Johns has lent “The Interpretation of Dreams,” a small 1935 canvas divided into four quadrants, reminiscent of a child’s schoolroom tablet. Each quadrant holds a word paired with a picture: “the door” with a horse; “the wind” with a clock; “the bird” with a pitcher; and “the valise” with--well, a valise. The stark collisions between discordant visual and verbal languages create a mental train wreck. And when word and picture both appear to represent the same object--as in the case of the valise or the pipe--it can be quite disturbing to realize just how fragile our common assumptions about worldly understanding can be.

Literary Surrealist painting, including Magritte’s, was important because it helped reverse an artistic doctrine in place at least since the Renaissance. Images lie on the way to telling truths, his paintings said, contradicting the demand for unquestioning faith that had characterized so much art before the Modern era. If that’s a lesson also told by much of popular culture--and it’s worth pointing out here that Magritte made his principle living as a commercial artist--it further explains why the Belgian’s paintings have led a fruitful double life as mass-produced posters, greeting cards and such, as well as being the inspiration for countless advertisements and commercial logos.

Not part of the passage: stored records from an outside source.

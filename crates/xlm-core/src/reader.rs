//! Sheet reader: opens one input file and returns its sheets as tables
//!
//! Workbooks go through calamine (xlsx, xlsm, xls, xlsb, ods). Files with a
//! `.csv` extension are read as a single sheet named after the file stem.
//! Source files are only ever opened for reading.

use crate::error::{Error, Result};
use crate::names::make_unique_columns;
use crate::table::{CellValue, Row, Table};
use calamine::{open_workbook_auto, Data, DataType, Reader};
use std::fs::File;
use std::io::BufReader;
use std::path::Path;
use tracing::{debug, warn};

/// Read every requested sheet of a file.
///
/// `sheet_filter` of `None` means all sheets; otherwise only sheets whose
/// name is listed are returned, in workbook order.
pub fn read_tables(path: &Path, sheet_filter: Option<&[String]>) -> Result<Vec<Table>> {
    let is_csv = path
        .extension()
        .and_then(|e| e.to_str())
        .is_some_and(|e| e.eq_ignore_ascii_case("csv"));

    let tables = if is_csv {
        let table = parse_csv(path)?;
        if wanted(sheet_filter, &table.source_sheet) {
            vec![table]
        } else {
            Vec::new()
        }
    } else {
        read_workbook(path, sheet_filter)?
    };

    debug!(
        path = %path.display(),
        sheets = tables.len(),
        rows = tables.iter().map(Table::row_count).sum::<usize>(),
        "read file"
    );
    Ok(tables)
}

fn wanted(filter: Option<&[String]>, sheet: &str) -> bool {
    filter.map_or(true, |names| names.iter().any(|n| n == sheet))
}

fn corrupt(path: &Path, err: impl std::fmt::Display) -> Error {
    Error::CorruptFile {
        path: path.to_path_buf(),
        message: err.to_string(),
    }
}

/// Read a workbook through calamine
pub fn read_workbook(path: &Path, sheet_filter: Option<&[String]>) -> Result<Vec<Table>> {
    let mut workbook = open_workbook_auto(path).map_err(|e| corrupt(path, e))?;
    let sheet_names: Vec<String> = workbook.sheet_names().to_vec();

    let mut tables = Vec::new();
    for sheet_name in sheet_names {
        if !wanted(sheet_filter, &sheet_name) {
            continue;
        }
        let range = workbook
            .worksheet_range(&sheet_name)
            .map_err(|e| corrupt(path, format!("sheet '{}': {}", sheet_name, e)))?;

        let mut grid = range.rows();
        let table = match grid.next() {
            Some(header) => {
                let header: Vec<String> = header.iter().map(header_text).collect();
                let rows = grid.map(|cells| cells.iter().map(convert_cell).collect());
                build_table(path, &sheet_name, header, rows)
            }
            None => Table::new(path.to_path_buf(), sheet_name.as_str()),
        };
        tables.push(table);
    }

    Ok(tables)
}

/// Assemble a table from a raw header and raw cell rows.
///
/// Blank header cells become `Unnamed: <index>`; duplicates are numbered.
/// Trailing empty cells are dropped so sparse rows stay sparse.
fn build_table<I>(path: &Path, sheet: &str, header: Vec<String>, rows: I) -> Table
where
    I: Iterator<Item = Vec<CellValue>>,
{
    let raw_names: Vec<String> = header
        .into_iter()
        .enumerate()
        .map(|(idx, name)| {
            let name = name.trim();
            if name.is_empty() {
                format!("Unnamed: {}", idx)
            } else {
                name.to_string()
            }
        })
        .collect();
    let columns = make_unique_columns(&raw_names);
    let width = columns.len();

    let rows = rows
        .enumerate()
        .map(|(row_idx, mut cells)| {
            if cells.len() > width {
                warn!(
                    path = %path.display(),
                    sheet,
                    row = row_idx + 2,
                    "row has more cells than header, truncating"
                );
                cells.truncate(width);
            }
            while cells.last().is_some_and(CellValue::is_empty) {
                cells.pop();
            }
            Row::new(cells)
        })
        .collect();

    Table {
        source_file: path.to_path_buf(),
        source_sheet: sheet.to_string(),
        columns,
        rows,
    }
}

fn header_text(cell: &Data) -> String {
    match cell {
        Data::String(s) => s.clone(),
        Data::Empty => String::new(),
        other => convert_cell(other).to_string(),
    }
}

/// Coerce a calamine cell into the closed cell model
pub fn convert_cell(cell: &Data) -> CellValue {
    match cell {
        Data::Empty => CellValue::Empty,
        Data::String(s) => {
            if s.is_empty() {
                CellValue::Empty
            } else {
                CellValue::Text(s.clone())
            }
        }
        Data::Float(n) => CellValue::Number(*n),
        Data::Int(n) => CellValue::Number(*n as f64),
        Data::Bool(b) => CellValue::Text(if *b { "TRUE" } else { "FALSE" }.to_string()),
        Data::DateTime(dt) if dt.is_duration() => CellValue::Text(format_duration(dt.as_f64())),
        Data::DateTime(dt) => match cell.as_datetime() {
            Some(d) => CellValue::Date(d),
            None => CellValue::Number(dt.as_f64()),
        },
        Data::DateTimeIso(s) => match cell.as_datetime() {
            Some(d) => CellValue::Date(d),
            None => CellValue::Text(s.clone()),
        },
        Data::DurationIso(s) => CellValue::Text(s.clone()),
        Data::Error(e) => CellValue::Text(e.to_string()),
    }
}

/// Render a duration serial (days) as `[h]:mm:ss`
fn format_duration(days: f64) -> String {
    let total = (days * 86_400.0).round() as i64;
    let sign = if total < 0 { "-" } else { "" };
    let total = total.abs();
    format!(
        "{}{}:{:02}:{:02}",
        sign,
        total / 3600,
        (total / 60) % 60,
        total % 60
    )
}

/// Parse a CSV file into a single-sheet table
pub fn parse_csv<P: AsRef<Path>>(path: P) -> Result<Table> {
    let path = path.as_ref();
    let file = File::open(path).map_err(|e| Error::FileRead {
        path: path.to_path_buf(),
        source: e,
    })?;
    let sheet = path
        .file_stem()
        .map(|s| s.to_string_lossy().into_owned())
        .unwrap_or_else(|| "Sheet1".to_string());

    parse_csv_reader(BufReader::new(file), path, &sheet)
}

/// Parse CSV from a string (useful for testing)
pub fn parse_csv_str(content: &str, source_name: &str) -> Result<Table> {
    let path = Path::new(source_name);
    let sheet = path
        .file_stem()
        .map(|s| s.to_string_lossy().into_owned())
        .unwrap_or_else(|| "Sheet1".to_string());
    parse_csv_reader(content.as_bytes(), path, &sheet)
}

fn parse_csv_reader<R: std::io::Read>(reader: R, path: &Path, sheet: &str) -> Result<Table> {
    let mut csv_reader = csv::ReaderBuilder::new()
        .has_headers(true)
        .flexible(true)
        .from_reader(reader);

    let header: Vec<String> = csv_reader
        .headers()
        .map_err(|e| Error::Csv {
            path: path.to_path_buf(),
            source: e,
        })?
        .iter()
        .map(str::to_string)
        .collect();

    let mut records = Vec::new();
    for result in csv_reader.records() {
        let record = result.map_err(|e| Error::Csv {
            path: path.to_path_buf(),
            source: e,
        })?;
        records.push(record.iter().map(CellValue::parse).collect::<Vec<_>>());
    }

    if header.iter().all(|h| h.trim().is_empty()) && records.is_empty() {
        return Ok(Table::new(path.to_path_buf(), sheet));
    }

    Ok(build_table(path, sheet, header, records.into_iter()))
}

Among the Menil works in the show are four large-scale bronze sculptures that derive from images represented in earlier Magritte paintings. I wish the object labels in the galleries were more forthcoming in identifying these sculptures, which the artist never laid eyes on. (There is no exhibition catalog, but an accompanying brochure mentions in passing that they were cast posthumously.) Although the artist was pretty far along in their conception at the time of his death, it’s too much to consider them as his finished sculptures.

The show wasn’t designed to be a scholarly undertaking, of course, nor meant to break new ground in understanding the Belgian artist’s difficult relationship to modern culture, in general, or to Parisian Surrealism, in particular. Instead, it’s a Populist entertainment.

Because of that, however, it ought to at least reflect a state-of-the-art survey. The show’s main disappointment is its conventional, out-of-date view of Magritte’s art.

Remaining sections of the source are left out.